Indeed, quite a few characters created by the singers made one long to see the opera staged, but
none more so than the two leading tenors of the production, Evgeny Akimov as Katerina’s
husband, Zinovy Borisovich, and Viktor Lutsiuk as her lover, Sergei. At the beginning, it made
little sense to me that Lutsiuk would be given the role of Sergei, who as a mock operatic lover
does a lot of powerful singing throughout the opera, while Akimov, an obviously stronger singer,
would be cast as Zinovy, a weakling who barely gets two scenes in before being dispatched into
the next world (and down into the cellar) by his wife. As the production progressed, however, I
came to appreciate this brilliant piece of operatic casting. Lutsiuk’s Sergei was deliciously
disgusting; his voice, figure, gestures, and facial expressions virtually oozed slime.
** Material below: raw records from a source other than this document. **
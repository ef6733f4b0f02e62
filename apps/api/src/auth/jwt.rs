//! HS256 bearer tokens carrying the user id.

use chrono::Utc;
use jsonwebtoken::{decode, encode, DecodingKey, EncodingKey, Header, Validation};
use serde::{Deserialize, Serialize};
use uuid::Uuid;

use crate::errors::AppError;

/// Tokens expire one hour after issue.
pub const TOKEN_TTL_SECS: i64 = 60 * 60;

#[derive(Debug, Serialize, Deserialize)]
#[serde(rename_all = "camelCase")]
pub struct Claims {
    pub user_id: Uuid,
    pub iat: i64,
    pub exp: i64,
}

/// Signs and verifies tokens with the configured secret.
#[derive(Clone)]
pub struct TokenSigner {
    encoding: EncodingKey,
    decoding: DecodingKey,
}

impl TokenSigner {
    pub fn new(secret: &str) -> Self {
        Self {
            encoding: EncodingKey::from_secret(secret.as_bytes()),
            decoding: DecodingKey::from_secret(secret.as_bytes()),
        }
    }

    pub fn issue(&self, user_id: Uuid) -> Result<String, AppError> {
        self.issue_at(user_id, Utc::now().timestamp())
    }

    fn issue_at(&self, user_id: Uuid, iat: i64) -> Result<String, AppError> {
        let claims = Claims {
            user_id,
            iat,
            exp: iat + TOKEN_TTL_SECS,
        };
        encode(&Header::default(), &claims, &self.encoding)
            .map_err(|e| AppError::Internal(anyhow::anyhow!("Failed to sign token: {e}")))
    }

    /// Returns the user id for a valid, unexpired token.
    pub fn verify(&self, token: &str) -> Result<Uuid, AppError> {
        decode::<Claims>(token, &self.decoding, &Validation::default())
            .map(|data| data.claims.user_id)
            .map_err(|_| AppError::InvalidToken)
    }
}
//! Job analysis pipeline.
//!
//! Flow: load profile → match analysis → score → learning plan → persist.
//! Every step depends on the previous one; any failure aborts before the write.

use tracing::info;
use uuid::Uuid;

use crate::analysis::learning_plan::generate_learning_plan;
use crate::analysis::matcher::analyze_match;
use crate::analysis::scoring::calculate_match_score;
use crate::errors::AppError;
use crate::llm_client::LlmClient;
use crate::models::application::{JobApplication, NewJobApplication};
use crate::store::{load_profile, ApplicationStore, UserStore};

#[derive(Debug, Clone)]
pub struct AnalyzeJobInput {
    pub user_id: Uuid,
    pub job_description: String,
    pub job_title: String,
    pub company_name: Option<String>,
}

/// Runs the full analysis for one job posting and stores the result.
///
/// Steps:
/// 1. load the caller's profile (`NotFound` if the user is gone)
/// 2. analyze_match() → JobAnalysis
/// 3. calculate_match_score() → 0..=100
/// 4. generate_learning_plan() → LearningPlan
/// 5. INSERT the application with status `analyzed`
pub async fn analyze_job(
    users: &dyn UserStore,
    applications: &dyn ApplicationStore,
    llm: &LlmClient,
    input: AnalyzeJobInput,
) -> Result<JobApplication, AppError> {
    // Step 1: Load profile
    let profile = load_profile(users, input.user_id).await?;

    // Step 2: Match analysis
    info!("Analyzing job '{}' for user {} (model: {})", input.job_title, input.user_id, llm.model());
    let analysis = analyze_match(&profile, &input.job_description, llm).await?;
    info!(
        "Analysis complete: {} required, {} matching, {} missing",
        analysis.required_skills.len(),
        analysis.matching_skills.len(),
        analysis.missing_skills.len()
    );

    // Step 3: Score
    let match_score = calculate_match_score(&analysis);
    info!("Match score: {match_score}/100 for user {}", input.user_id);

    // Step 4: Learning plan
    let learning_plan = generate_learning_plan(&analysis, &profile, llm).await?;
    info!(
        "Learning plan generated: {} phases over {}",
        learning_plan.phases.len(),
        learning_plan.timeframe
    );

    // Step 5: Persist
    let application = applications
        .create(NewJobApplication {
            user_id: input.user_id,
            job_description: input.job_description,
            job_title: input.job_title,
            company_name: input.company_name,
            match_score,
            analysis,
            learning_plan,
        })
        .await?;

    info!("Stored job application {}", application.id);
    Ok(application)
}
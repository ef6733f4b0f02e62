//! In-process stores with the same contracts as the Postgres ones. Test-only.

use std::collections::HashMap;

use async_trait::async_trait;
use chrono::{Duration, Utc};
use tokio::sync::RwLock;
use uuid::Uuid;

use crate::errors::AppError;
use crate::models::application::{ApplicationStatus, JobApplication, NewJobApplication};
use crate::models::user::{NewUser, ProfileUpdate, Skill, User};
use crate::store::{ApplicationStore, UserStore};

#[derive(Default)]
pub struct MemoryUserStore {
    users: RwLock<HashMap<Uuid, User>>,
}

#[async_trait]
impl UserStore for MemoryUserStore {
    async fn create(&self, user: NewUser) -> Result<User, AppError> {
        let mut users = self.users.write().await;
        if users.values().any(|u| u.email == user.email) {
            return Err(AppError::Conflict("User already exists".to_string()));
        }

        let now = Utc::now();
        let stored = User {
            id: Uuid::new_v4(),
            email: user.email,
            password_hash: user.password_hash,
            profile: user.profile,
            created_at: now,
            updated_at: now,
        };
        users.insert(stored.id, stored.clone());
        Ok(stored)
    }

    async fn find_by_email(&self, email: &str) -> Result<Option<User>, AppError> {
        let users = self.users.read().await;
        Ok(users.values().find(|u| u.email == email).cloned())
    }

    async fn find_by_id(&self, id: Uuid) -> Result<Option<User>, AppError> {
        Ok(self.users.read().await.get(&id).cloned())
    }

    async fn update_profile(
        &self,
        id: Uuid,
        update: ProfileUpdate,
    ) -> Result<Option<User>, AppError> {
        let mut users = self.users.write().await;
        Ok(users.get_mut(&id).map(|user| {
            user.profile.apply_update(update);
            user.updated_at = Utc::now();
            user.clone()
        }))
    }

    async fn upsert_skill(&self, id: Uuid, skill: Skill) -> Result<Option<Vec<Skill>>, AppError> {
        let mut users = self.users.write().await;
        Ok(users.get_mut(&id).map(|user| {
            user.profile.upsert_skill(skill);
            user.updated_at = Utc::now();
            user.profile.skills.clone()
        }))
    }

    async fn remove_skill(&self, id: Uuid, name: &str) -> Result<Option<Vec<Skill>>, AppError> {
        let mut users = self.users.write().await;
        Ok(users.get_mut(&id).map(|user| {
            user.profile.remove_skill(name);
            user.updated_at = Utc::now();
            user.profile.skills.clone()
        }))
    }
}

#[derive(Default)]
pub struct MemoryApplicationStore {
    applications: RwLock<Vec<JobApplication>>,
}

impl MemoryApplicationStore {
    pub async fn count(&self) -> usize {
        self.applications.read().await.len()
    }
}

#[async_trait]
impl ApplicationStore for MemoryApplicationStore {
    async fn create(&self, application: NewJobApplication) -> Result<JobApplication, AppError> {
        let mut applications = self.applications.write().await;

        // Keep creation order observable even when inserts land in the same tick.
        let mut created_at = Utc::now();
        if let Some(last) = applications.last() {
            if created_at <= last.created_at {
                created_at = last.created_at + Duration::microseconds(1);
            }
        }

        let stored = JobApplication {
            id: Uuid::new_v4(),
            user_id: application.user_id,
            job_description: application.job_description,
            job_title: application.job_title,
            company_name: application.company_name,
            match_score: application.match_score,
            analysis: application.analysis,
            learning_plan: application.learning_plan,
            status: ApplicationStatus::default(),
            created_at,
            updated_at: created_at,
        };
        applications.push(stored.clone());
        Ok(stored)
    }

    async fn list_for_user(&self, user_id: Uuid) -> Result<Vec<JobApplication>, AppError> {
        let applications = self.applications.read().await;
        let mut owned: Vec<JobApplication> = applications
            .iter()
            .filter(|a| a.user_id == user_id)
            .cloned()
            .collect();
        owned.sort_by(|a, b| b.created_at.cmp(&a.created_at));
        Ok(owned)
    }

    async fn find_by_id(&self, id: Uuid) -> Result<Option<JobApplication>, AppError> {
        let applications = self.applications.read().await;
        Ok(applications.iter().find(|a| a.id == id).cloned())
    }

    async fn update_status(
        &self,
        id: Uuid,
        status: ApplicationStatus,
    ) -> Result<Option<JobApplication>, AppError> {
        let mut applications = self.applications.write().await;
        Ok(applications.iter_mut().find(|a| a.id == id).map(|a| {
            a.status = status;
            a.updated_at = Utc::now();
            a.clone()
        }))
    }
}
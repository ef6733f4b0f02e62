pub mod extractor;
pub mod handlers;
pub mod jwt;
pub mod ownership;
pub mod password;
pub mod service;

pub use extractor::AuthUser;
pub use jwt::TokenSigner;
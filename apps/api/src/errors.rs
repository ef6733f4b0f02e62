use axum::{
    http::StatusCode,
    response::{IntoResponse, Response},
    Json,
};
use serde_json::json;
use thiserror::Error;

/// Application-level error type.
/// Implements `IntoResponse` so Axum handlers can return `Result<T, AppError>`.
#[derive(Debug, Error)]
pub enum AppError {
    #[error("Not found: {0}")]
    NotFound(String),

    #[error("Validation error: {0}")]
    Validation(String),

    #[error("Conflict: {0}")]
    Conflict(String),

    #[error("Invalid credentials")]
    InvalidCredentials,

    #[error("Unauthorized: {0}")]
    Unauthorized(String),

    #[error("Invalid or expired token")]
    InvalidToken,

    #[error("Forbidden")]
    Forbidden,

    #[error("Rate limit exceeded")]
    RateLimited,

    #[error("Job analysis failed: {0}")]
    Analysis(String),

    #[error("Learning plan generation failed: {0}")]
    LearningPlan(String),

    #[error("Database error: {0}")]
    Database(#[from] sqlx::Error),

    #[error("Internal server error: {0}")]
    Internal(#[from] anyhow::Error),
}

impl AppError {
    /// Stable machine-readable code sent in every error body.
    pub fn code(&self) -> &'static str {
        match self {
            AppError::NotFound(_) => "NOT_FOUND",
            AppError::Validation(_) => "VALIDATION_ERROR",
            AppError::Conflict(_) => "CONFLICT",
            AppError::InvalidCredentials => "INVALID_CREDENTIALS",
            AppError::Unauthorized(_) => "UNAUTHORIZED",
            AppError::InvalidToken => "INVALID_TOKEN",
            AppError::Forbidden => "FORBIDDEN",
            AppError::RateLimited => "RATE_LIMITED",
            AppError::Analysis(_) => "ANALYSIS_ERROR",
            AppError::LearningPlan(_) => "LEARNING_PLAN_ERROR",
            AppError::Database(_) => "DATABASE_ERROR",
            AppError::Internal(_) => "INTERNAL_ERROR",
        }
    }
}

impl IntoResponse for AppError {
    fn into_response(self) -> Response {
        let code = self.code();
        let (status, message) = match &self {
            AppError::NotFound(msg) => (StatusCode::NOT_FOUND, msg.clone()),
            AppError::Validation(msg) => (StatusCode::BAD_REQUEST, msg.clone()),
            // Registration conflicts share the 400 contract of other bad input.
            AppError::Conflict(msg) => (StatusCode::BAD_REQUEST, msg.clone()),
            AppError::InvalidCredentials => {
                (StatusCode::UNAUTHORIZED, "Invalid credentials".to_string())
            }
            AppError::Unauthorized(msg) => (StatusCode::UNAUTHORIZED, msg.clone()),
            AppError::InvalidToken => {
                (StatusCode::FORBIDDEN, "Invalid or expired token".to_string())
            }
            AppError::Forbidden => (StatusCode::FORBIDDEN, "Access denied".to_string()),
            AppError::RateLimited => (
                StatusCode::TOO_MANY_REQUESTS,
                "Too many requests from this IP, please try again later.".to_string(),
            ),
            AppError::Analysis(msg) => {
                tracing::error!("Job analysis error: {msg}");
                (
                    StatusCode::INTERNAL_SERVER_ERROR,
                    "Failed to analyze the job description".to_string(),
                )
            }
            AppError::LearningPlan(msg) => {
                tracing::error!("Learning plan error: {msg}");
                (
                    StatusCode::INTERNAL_SERVER_ERROR,
                    "Failed to generate a learning plan".to_string(),
                )
            }
            AppError::Database(e) => {
                tracing::error!("Database error: {e}");
                (
                    StatusCode::INTERNAL_SERVER_ERROR,
                    "A database error occurred".to_string(),
                )
            }
            AppError::Internal(e) => {
                tracing::error!("Internal error: {e:?}");
                (
                    StatusCode::INTERNAL_SERVER_ERROR,
                    "An internal server error occurred".to_string(),
                )
            }
        };

        let body = Json(json!({
            "error": {
                "code": code,
                "message": message
            }
        }));

        (status, body).into_response()
    }
}
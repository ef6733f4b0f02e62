//! Persistence seams. Handlers and the analysis pipeline only see these traits;
//! `main` wires the Postgres implementations, tests use the in-memory ones.

use async_trait::async_trait;
use uuid::Uuid;

use crate::errors::AppError;
use crate::models::application::{ApplicationStatus, JobApplication, NewJobApplication};
use crate::models::user::{NewUser, ProfileUpdate, Skill, User, UserProfile};

pub mod applications;
#[cfg(test)]
pub mod memory;
pub mod users;

pub use applications::PgApplicationStore;
pub use users::PgUserStore;

#[async_trait]
pub trait UserStore: Send + Sync {
    /// Inserts a user. A duplicate email is `AppError::Conflict`.
    async fn create(&self, user: NewUser) -> Result<User, AppError>;

    async fn find_by_email(&self, email: &str) -> Result<Option<User>, AppError>;

    async fn find_by_id(&self, id: Uuid) -> Result<Option<User>, AppError>;

    /// Merges the present fields of `update` into the stored profile.
    /// `None` when the user does not exist.
    async fn update_profile(&self, id: Uuid, update: ProfileUpdate)
        -> Result<Option<User>, AppError>;

    /// Adds `skill`, replacing an existing skill with the same name.
    /// Returns the resulting skill list, `None` when the user does not exist.
    async fn upsert_skill(&self, id: Uuid, skill: Skill) -> Result<Option<Vec<Skill>>, AppError>;

    /// Removes skills named `name`; an unknown name is not an error.
    async fn remove_skill(&self, id: Uuid, name: &str) -> Result<Option<Vec<Skill>>, AppError>;
}

#[async_trait]
pub trait ApplicationStore: Send + Sync {
    async fn create(&self, application: NewJobApplication) -> Result<JobApplication, AppError>;

    /// All applications owned by `user_id`, newest first.
    async fn list_for_user(&self, user_id: Uuid) -> Result<Vec<JobApplication>, AppError>;

    async fn find_by_id(&self, id: Uuid) -> Result<Option<JobApplication>, AppError>;

    async fn update_status(
        &self,
        id: Uuid,
        status: ApplicationStatus,
    ) -> Result<Option<JobApplication>, AppError>;
}

/// Convenience for callers that only need the profile.
pub async fn load_profile(users: &dyn UserStore, id: Uuid) -> Result<UserProfile, AppError> {
    users
        .find_by_id(id)
        .await?
        .map(|u| u.profile)
        .ok_or_else(|| AppError::NotFound("User not found".to_string()))
}
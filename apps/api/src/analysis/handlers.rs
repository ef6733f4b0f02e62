use axum::{
    extract::{Path, State},
    http::StatusCode,
    Json,
};
use serde::{Deserialize, Serialize};
use uuid::Uuid;
use validator::Validate;

use crate::analysis::orchestrator::{analyze_job, AnalyzeJobInput};
use crate::auth::ownership::authorize_owner;
use crate::auth::AuthUser;
use crate::errors::AppError;
use crate::extract::ValidatedJson;
use crate::models::application::{ApplicationStatus, JobApplication};
use crate::models::user::not_blank;
use crate::state::AppState;

#[derive(Debug, Deserialize, Validate)]
#[serde(rename_all = "camelCase")]
pub struct AnalyzeJobRequest {
    #[validate(custom(function = "not_blank", message = "jobDescription is required"))]
    pub job_description: String,
    #[validate(custom(function = "not_blank", message = "jobTitle is required"))]
    pub job_title: String,
    #[serde(default)]
    pub company_name: Option<String>,
}

#[derive(Debug, Deserialize, Validate)]
pub struct UpdateStatusRequest {
    pub status: ApplicationStatus,
}

#[derive(Debug, Serialize)]
pub struct AnalyzeJobResponse {
    pub message: &'static str,
    pub analysis: JobApplication,
}

#[derive(Debug, Serialize)]
pub struct ApplicationListResponse {
    pub applications: Vec<JobApplication>,
    pub total: usize,
}

#[derive(Debug, Serialize)]
pub struct ApplicationResponse {
    pub application: JobApplication,
}

#[derive(Debug, Serialize)]
pub struct ApplicationUpdatedResponse {
    pub message: &'static str,
    pub application: JobApplication,
}

fn parse_application_id(raw: &str) -> Result<Uuid, AppError> {
    Uuid::parse_str(raw).map_err(|_| AppError::Validation(format!("Invalid application id '{raw}'")))
}

/// POST /api/jobs/analyze
pub async fn handle_analyze_job(
    State(state): State<AppState>,
    auth: AuthUser,
    ValidatedJson(req): ValidatedJson<AnalyzeJobRequest>,
) -> Result<(StatusCode, Json<AnalyzeJobResponse>), AppError> {
    let input = AnalyzeJobInput {
        user_id: auth.user_id,
        job_description: req.job_description,
        job_title: req.job_title,
        company_name: req.company_name.filter(|c| !c.trim().is_empty()),
    };

    let application = analyze_job(
        state.users.as_ref(),
        state.applications.as_ref(),
        &state.llm,
        input,
    )
    .await?;

    Ok((
        StatusCode::CREATED,
        Json(AnalyzeJobResponse {
            message: "Job analyzed successfully",
            analysis: application,
        }),
    ))
}

/// GET /api/jobs/applications
pub async fn handle_list_applications(
    State(state): State<AppState>,
    auth: AuthUser,
) -> Result<Json<ApplicationListResponse>, AppError> {
    let applications = state.applications.list_for_user(auth.user_id).await?;
    Ok(Json(ApplicationListResponse {
        total: applications.len(),
        applications,
    }))
}

/// GET /api/jobs/applications/:id
pub async fn handle_get_application(
    State(state): State<AppState>,
    auth: AuthUser,
    Path(id): Path<String>,
) -> Result<Json<ApplicationResponse>, AppError> {
    let id = parse_application_id(&id)?;
    let application = authorize_owner(state.applications.find_by_id(id).await?, auth.user_id)?;
    Ok(Json(ApplicationResponse { application }))
}

/// PATCH /api/jobs/applications/:id/status
pub async fn handle_update_status(
    State(state): State<AppState>,
    auth: AuthUser,
    Path(id): Path<String>,
    ValidatedJson(req): ValidatedJson<UpdateStatusRequest>,
) -> Result<Json<ApplicationUpdatedResponse>, AppError> {
    let id = parse_application_id(&id)?;
    authorize_owner(state.applications.find_by_id(id).await?, auth.user_id)?;

    let application = state
        .applications
        .update_status(id, req.status)
        .await?
        .ok_or_else(|| AppError::NotFound("Job application not found".to_string()))?;

    Ok(Json(ApplicationUpdatedResponse {
        message: "Application status updated",
        application,
    }))
}
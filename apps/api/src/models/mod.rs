pub mod application;
pub mod user;
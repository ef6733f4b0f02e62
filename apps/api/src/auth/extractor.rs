//! Bearer-token extractor for handlers that need the caller's identity.

use axum::async_trait;
use axum::extract::FromRequestParts;
use axum::http::header::AUTHORIZATION;
use axum::http::request::Parts;
use uuid::Uuid;

use crate::errors::AppError;
use crate::state::AppState;

/// The authenticated caller, taken from `Authorization: Bearer <token>`.
///
/// A missing or non-bearer header is 401; a token that fails verification is 403.
#[derive(Debug, Clone, Copy)]
pub struct AuthUser {
    pub user_id: Uuid,
}

#[async_trait]
impl FromRequestParts<AppState> for AuthUser {
    type Rejection = AppError;

    async fn from_request_parts(parts: &mut Parts, state: &AppState) -> Result<Self, Self::Rejection> {
        let token = parts
            .headers
            .get(AUTHORIZATION)
            .and_then(|v| v.to_str().ok())
            .and_then(|v| v.strip_prefix("Bearer "))
            .map(str::trim)
            .filter(|t| !t.is_empty())
            .ok_or_else(|| AppError::Unauthorized("Access token required".to_string()))?;

        let user_id = state.tokens.verify(token)?;
        Ok(AuthUser { user_id })
    }
}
Meanwhile,
having Akimov, a powerhouse tenor with a ringing metallic timbre, portray an insecure,
impotent, pathetic little man brought forth an equally delicious irony of all style and no
substance.
The performance of Lady Macbeth of Mtsensk District closed a rather unusual tour for the Kirov
this year: the company eschewed heavy Russian drama for two Italian comedies, Rossini’s Il
Viaggio a Reims and Verdi’s Falstaff. While the Shostakovich provided a taste of the former, the
tour as a whole reminds us once again that the Kirov is capable of much more than the Philips
Russian opera recordings, great as they are. Indeed, Gergiev’s troupe seems determined lately to
defy any possibility of being viewed as an example of parochial exotica, and wants to be seen
instead as the first-class European opera theater that it is. Whether or not one loves their Italian
(or their German, for that matter – speaking of the Cardiff production of the Ring Cycle reviewed
recently on this site), the Kirov is no longer just a “Russian theater.” As a new resident of the
Washington DC area, I look forward to whatever the next five years of the company’s residency
here bring. And of course, I will keep you posted!